Lillian McMurry was a scrupulous businesswoman, a meticulous bookkeeper and obsessive when it came to royalties. “For eight years, I maintained her Trumpet papers at the Blues Archive,” Komara said, “and she never let a single detail slip by. She fought hard and successfully for the artists whose financial estates she assisted. She continued until her death to assist her Trumpet recording artists, scoundrels though they sometimes were. She demanded honesty and got honesty and delivery of contracted promises from them during the recording sessions, and in return she made sure they received what was due.”

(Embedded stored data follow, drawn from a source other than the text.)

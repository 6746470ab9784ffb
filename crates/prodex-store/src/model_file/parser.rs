//! Model file parser with validation
//!
//! Parses YAML and validates the schema version, name uniqueness and the
//! references a model file must resolve on its own.

#![allow(clippy::result_large_err)]

use crate::errors::{io_error, model_file_validation, Result};
use crate::model_file::format_v0::ModelFileV0;
use std::collections::HashSet;
use std::fs;
use std::path::Path;

/// Parse a model file from a path
pub fn parse_model_file(path: &Path) -> Result<ModelFileV0> {
    let content = fs::read_to_string(path).map_err(|e| io_error("read_model_file", e))?;
    parse_model_str(&content)
}

/// Parse a model file from a string
pub fn parse_model_str(content: &str) -> Result<ModelFileV0> {
    let mut file: ModelFileV0 = serde_yaml::from_str(content)
        .map_err(|e| model_file_validation(&format!("YAML parse error: {}", e)))?;

    validate_model_file(&file)?;
    file.apply_default_project();
    Ok(file)
}

fn validate_model_file(file: &ModelFileV0) -> Result<()> {
    if file.schema_version != 0 {
        return Err(model_file_validation(&format!(
            "Unsupported schema_version: {}. Expected 0",
            file.schema_version
        )));
    }

    let projects = unique_names("project", file.projects.iter().map(|p| p.name.as_str()))?;
    unique_names("enum", file.enums.iter().map(|e| e.name.as_str()))?;
    let types = unique_names("type", file.types.iter().map(|t| t.qualified_name.as_str()))?;
    unique_names("component", file.components.iter().map(|c| c.name.as_str()))?;

    for project in &file.projects {
        for dependency in &project.dependencies {
            if !projects.contains(dependency.as_str()) {
                return Err(model_file_validation(&format!(
                    "Project {} depends on undeclared project {}",
                    project.name, dependency
                )));
            }
        }
    }

    if let Some(default) = &file.project {
        if !projects.is_empty() && !projects.contains(default.as_str()) {
            return Err(model_file_validation(&format!(
                "Default project {} is not declared",
                default
            )));
        }
    }

    // Supertypes and twins may live in another model file; a component's
    // policy type may not.
    for component in &file.components {
        if !types.contains(component.policy_type.as_str()) {
            return Err(model_file_validation(&format!(
                "Component {} references unknown policy type {}",
                component.name, component.policy_type
            )));
        }
        let mut dates = HashSet::new();
        for generation in &component.generations {
            if !dates.insert(generation.valid_from) {
                return Err(model_file_validation(&format!(
                    "Component {} has two generations valid from {}",
                    component.name, generation.valid_from
                )));
            }
        }
    }

    Ok(())
}

fn unique_names<'a>(
    what: &str,
    names: impl Iterator<Item = &'a str>,
) -> Result<HashSet<&'a str>> {
    let mut seen = HashSet::new();
    for name in names {
        if !seen.insert(name) {
            return Err(model_file_validation(&format!(
                "Duplicate {} name: {}",
                what, name
            )));
        }
    }
    Ok(seen)
}
//! Core types shared across prodex facilities
//!
//! This crate provides the vocabulary used by both the error and logging
//! facilities:
//!
//! - **Schema constants**: canonical field keys and event names

pub mod schema;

“She knew about artists’ egos and she protected them, plus she knew about artists’ sufferings and made sure they all got paid,” Sistrunk said. Vitrice McMurry Rankin, Lillian and Willard’s daughter, said, “Mom was always a strong-willed and fierce person who fought for what was right, treated the musicians with a great deal of dignity and fought for their rights. She was incredibly cagey, and could deal with copyright lawyers on a level of legal think so that she was able to win most of the suits she brought. “
“She was actually close to graduating from Jackson School of Law when she met my Dad and got married, which seems untypical of her that she wouldn’t have gone ahead and finished school,” Rankin said. “She had that kind of steel clamp of a mind that could handle thousands and thousands of legal ramifications and technicalities and argue to the death. I think some of the settlements she got were just to get her off their backs because she was so utterly relentless in her pursuing of these people who did so much bold-faced thievery. She would tend to spend $10,000 to make $10,000. Who knows ultimately if financially it was worth it, but ethically it was, because so many people were vindicated.”
But McMurry’s upstanding business ethics were often sorely lacking in other recording business personalities of the 50s. And the demise of the Trumpet label may have been in part to unscrupulous machinations on the part of other record labels. “Lillian told me that there were some people who wanted to press her out of the business,” Sistrunk said. “And one big label allegedly said, ‘If you stock her labels, we won’t let you stock ours.’ This was a big label, and every jukebox carried this label, and it seemed pretty ugly.”
After McMurry got out of the music business, she still maintained a studio. According to Sistrunk, “’From the Bottom’ and a lot of the later Sonny Boy Williamson songs were recorded there, and she was the one ‘at the knobs’ when Earl King did ‘Those Lonely, Lonely Nights’ for Ace Records. ‘Rockin’ Pneumonia and the Boogie Woofie Flu’ could very well have been recorded there as well.”
The impact of the Trumpet label on American music has been profound and lasting. “You can’t describe Trumpet’s contribution to music history strictly within a blues niche,” Sistrunk said. “You’d have to describe it in terms of the music of Mississippi that was not being recorded, that being gospel with the Southern Sons Gospel Quartet, that being Lucky Joe Almond, Jimmy Swan and all the other hillbilly artists and that being Sonny Boy Williamson and Willie Love with the blues.”
“All of those folded together are basically what made rock-and-roll as we know it. It’s all incredible.”